Tunisie : controverse sur les sondages politiques

Liberté politique ne rime pas avec anarchie… Plusieurs voix s’élèvent en Tunisie pour protester contre le manque d’encadrement légal des sondages en politique, et contre le danger qu’ils représentent pour la jeune démocratie dans ces conditions.

Le ministère de l’Intérieur, le 15 août 2011 à Tunis. © Fethi Belaid/AFP

Le ministère de l’Intérieur, le 15 août 2011 à Tunis. © Fethi Belaid/AFP

Publié le 19 août 2011 Lecture : 3 minutes.

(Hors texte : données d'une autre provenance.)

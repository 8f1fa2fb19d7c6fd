//! Statescope: machine-agnostic introspection and visualization for
//! finite state machines.
//!
//! Statescope defines a handful of example machine topologies and a
//! generic viewer that shows, for whatever machine is running, its state
//! value, its context data, and the set of events it can currently
//! accept. The viewer is built against a read-only snapshot capability,
//! so any compliant automaton engine can sit behind it; a small
//! synchronous interpreter is included to run the examples.
//!
//! # Core Concepts
//!
//! - **StateValue**: flat or hierarchical label for the current state
//! - **EventSet**: deduplicated, sorted, wildcard-free dispatchable events
//! - **MachineSnapshot**: the read-only view introspection works against
//! - **Frame**: the rendered state/events/context/diagnostics view
//!
//! # Example
//!
//! ```rust
//! use statescope::demo::{DemoSession, MachineDemo};
//! use statescope::machines::toggle;
//!
//! let demo = MachineDemo::new()
//!     .title("Toggle Machine")
//!     .source_listing(toggle::LISTING);
//! let mut session = DemoSession::with_demo(toggle::machine(), demo);
//!
//! assert!(session.render().contains("inactive"));
//! session.dispatch("TOGGLE");
//! assert!(session.render().contains("active"));
//! ```

pub mod core;
pub mod definition;
pub mod demo;
pub mod engine;
pub mod inspector;
pub mod introspect;
pub mod machines;
pub mod visualizer;

// Re-export commonly used types
pub use core::{Context, EventMatcher, EventSet, StateValue};
pub use definition::{MachineBuilder, MachineDefinition};
pub use demo::{DemoSession, MachineDemo};
pub use engine::{Interpreter, MachineSnapshot};
pub use introspect::available_events;
pub use visualizer::{visualize, Frame};
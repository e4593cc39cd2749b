//! JWT-based authentication extractor for Axum handlers.

use axum::extract::FromRequestParts;
use axum::http::request::Parts;
use petcare_core::error::CoreError;
use petcare_core::roles::same_identity;

use crate::auth::jwt::validate_token;
use crate::error::AppError;
use crate::state::AppState;

/// Authenticated user extracted from a JWT Bearer token in the `Authorization` header.
///
/// ```ignore
/// async fn my_handler(user: AuthUser) -> AppResult<Json<()>> {
///     tracing::info!(email = %user.email, role = %user.role, "handling request");
///     Ok(Json(()))
/// }
/// ```
#[derive(Debug, Clone)]
pub struct AuthUser {
    /// The user's normalized email (from `claims.sub`).
    pub email: String,
    /// The user's role name (`"user"` or `"admin"`).
    pub role: String,
}

impl AuthUser {
    /// Reject with 403 unless the caller is `email`.
    pub fn ensure_is(&self, email: &str) -> Result<(), AppError> {
        if same_identity(&self.email, email) {
            Ok(())
        } else {
            Err(AppError::Core(CoreError::Forbidden(
                "Access is limited to the account owner".into(),
            )))
        }
    }
}

impl FromRequestParts<AppState> for AuthUser {
    type Rejection = AppError;

    async fn from_request_parts(
        parts: &mut Parts,
        state: &AppState,
    ) -> Result<Self, Self::Rejection> {
        let auth_header = parts
            .headers
            .get("authorization")
            .and_then(|v| v.to_str().ok())
            .ok_or_else(|| {
                AppError::Core(CoreError::Unauthorized(
                    "Missing Authorization header".into(),
                ))
            })?;

        let token = auth_header.strip_prefix("Bearer ").ok_or_else(|| {
            AppError::Core(CoreError::Unauthorized(
                "Invalid Authorization format. Expected: Bearer <token>".into(),
            ))
        })?;

        let claims = validate_token(token, &state.config.jwt).map_err(|_| {
            AppError::Core(CoreError::Unauthorized("Invalid or expired token".into()))
        })?;

        Ok(AuthUser {
            email: claims.sub,
            role: claims.role,
        })
    }
}
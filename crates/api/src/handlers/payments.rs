//! Handler for payment intent creation.

use axum::extract::State;
use axum::response::IntoResponse;
use axum::Json;
use petcare_core::payments::to_minor_units;
use serde::{Deserialize, Serialize};

use crate::error::AppResult;
use crate::middleware::auth::AuthUser;
use crate::state::AppState;

#[derive(Debug, Deserialize)]
pub struct IntentRequest {
    /// Price in major currency units.
    pub price: f64,
}

#[derive(Debug, Serialize)]
#[serde(rename_all = "camelCase")]
pub struct IntentResponse {
    pub client_secret: String,
}

/// POST /create-payment-intent
pub async fn create_intent(
    State(state): State<AppState>,
    user: AuthUser,
    Json(input): Json<IntentRequest>,
) -> AppResult<impl IntoResponse> {
    let amount_cents = to_minor_units(input.price)?;
    let intent = state
        .payments
        .create_intent(amount_cents, &state.config.payment.currency)
        .await?;

    tracing::info!(
        intent_id = %intent.id,
        amount_cents,
        payer = %user.email,
        "Payment intent issued"
    );
    Ok(Json(IntentResponse {
        client_secret: intent.client_secret,
    }))
}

« Nous devons suspendre la publication des sondages politiques jusqu’au vote de l’assemblée constituante », assène Rida Kéfi, membre de l’Instance nationale de réforme de l’information et de la communication (INRIC). « Tant qu’il n’y a pas de loi, tant que le métier n’est pas organisé, il faudra surseoir à leur recours », argue-t-il.

Une vision que partage Hichem Guerfali, directeur du cabinet 3C études, l’un des six instituts à s’être lancé sur le marché politique tunisien (/pays/tunisie/tunisie.asp). « Nous n’avons aucune expérience en matière de sondage politiques. Sans historique d’élections libres, sans références, nous n’avons aucun moyen de redresser les résultats ».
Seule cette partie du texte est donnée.